##### EXERCISE INPUT #####

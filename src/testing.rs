//! Test doubles for driving the sidecar manager without a Docker daemon.
//!
//! Provides:
//! - [`StubRuntime`]: an in-memory [`ContainerRuntime`] with call counting,
//!   failure toggling and an optional artificial run delay
//!
//! # Usage
//!
//! ```rust,no_run
//! use std::sync::Arc;
//! use qdrant_sidecar::sidecar::{LaunchSpec, Readiness, SidecarManager};
//! use qdrant_sidecar::testing::StubRuntime;
//!
//! # async fn example() {
//! let runtime = Arc::new(StubRuntime::new());
//! let spec = LaunchSpec::builder("busybox", vec![8080])
//!     .readiness(Readiness::custom(|| Ok(true)))
//!     .build()
//!     .unwrap();
//! let manager = SidecarManager::new("demo", spec, "localhost", runtime.clone());
//! manager.start().await.unwrap();
//! assert_eq!(runtime.run_calls(), 1);
//! # }
//! ```

use std::collections::HashSet;
use std::sync::Mutex;
use std::sync::atomic::{AtomicBool, AtomicU32, Ordering};
use std::time::Duration;

use async_trait::async_trait;

use crate::sidecar::runtime::{ContainerRuntime, Removal, RunRequest, RuntimeError};

/// In-memory container runtime.
///
/// Tracks which container names are "present" so tests can assert that a
/// failed start leaves nothing behind.
#[derive(Debug, Default)]
pub struct StubRuntime {
    present: Mutex<HashSet<String>>,
    requests: Mutex<Vec<RunRequest>>,
    run_calls: AtomicU32,
    remove_calls: AtomicU32,
    should_fail: AtomicBool,
    fail_removal: AtomicBool,
    run_delay: Option<Duration>,
}

impl StubRuntime {
    pub fn new() -> Self {
        Self::default()
    }

    /// Sleep this long inside every `run` call, widening race windows.
    pub fn with_run_delay(mut self, delay: Duration) -> Self {
        self.run_delay = Some(delay);
        self
    }

    /// Make subsequent `run` calls fail with [`RuntimeError::Rejected`].
    pub fn set_failing(&self, fail: bool) {
        self.should_fail.store(fail, Ordering::SeqCst);
    }

    /// Make subsequent `remove` calls fail with [`RuntimeError::Unavailable`].
    pub fn set_removal_failing(&self, fail: bool) {
        self.fail_removal.store(fail, Ordering::SeqCst);
    }

    pub fn run_calls(&self) -> u32 {
        self.run_calls.load(Ordering::SeqCst)
    }

    pub fn remove_calls(&self) -> u32 {
        self.remove_calls.load(Ordering::SeqCst)
    }

    /// Every run request received, in order.
    pub fn requests(&self) -> Vec<RunRequest> {
        self.requests
            .lock()
            .unwrap_or_else(|e| e.into_inner())
            .clone()
    }

    /// Whether a container with this name is currently present.
    pub fn is_present(&self, name: &str) -> bool {
        self.present
            .lock()
            .unwrap_or_else(|e| e.into_inner())
            .contains(name)
    }
}

#[async_trait]
impl ContainerRuntime for StubRuntime {
    async fn run(&self, request: &RunRequest) -> Result<String, RuntimeError> {
        self.run_calls.fetch_add(1, Ordering::SeqCst);
        self.requests
            .lock()
            .unwrap_or_else(|e| e.into_inner())
            .push(request.clone());

        if let Some(delay) = self.run_delay {
            tokio::time::sleep(delay).await;
        }

        if self.should_fail.load(Ordering::SeqCst) {
            return Err(RuntimeError::Rejected {
                reason: format!("stub refused to run {}", request.image),
            });
        }

        let mut present = self.present.lock().unwrap_or_else(|e| e.into_inner());
        if !present.insert(request.name.clone()) {
            return Err(RuntimeError::Rejected {
                reason: format!("container name '{}' is already in use", request.name),
            });
        }

        Ok(format!("stub-{}", request.name))
    }

    async fn remove(&self, name: &str) -> Result<Removal, RuntimeError> {
        self.remove_calls.fetch_add(1, Ordering::SeqCst);

        if self.fail_removal.load(Ordering::SeqCst) {
            return Err(RuntimeError::Unavailable {
                reason: "stub daemon went away".to_string(),
            });
        }

        let removed = self
            .present
            .lock()
            .unwrap_or_else(|e| e.into_inner())
            .remove(name);
        Ok(if removed {
            Removal::Removed
        } else {
            Removal::Absent
        })
    }

    async fn exists(&self, name: &str) -> Result<bool, RuntimeError> {
        Ok(self.is_present(name))
    }
}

#####

• [WHAT YOU SHOULD DO]: All lines above in which the word "Some" occurs should be identified and copied.

• [RESULT FOR THIS EXERCISE]:
        self.run_delay = Some(delay);
        if let Some(delay) = self.run_delay {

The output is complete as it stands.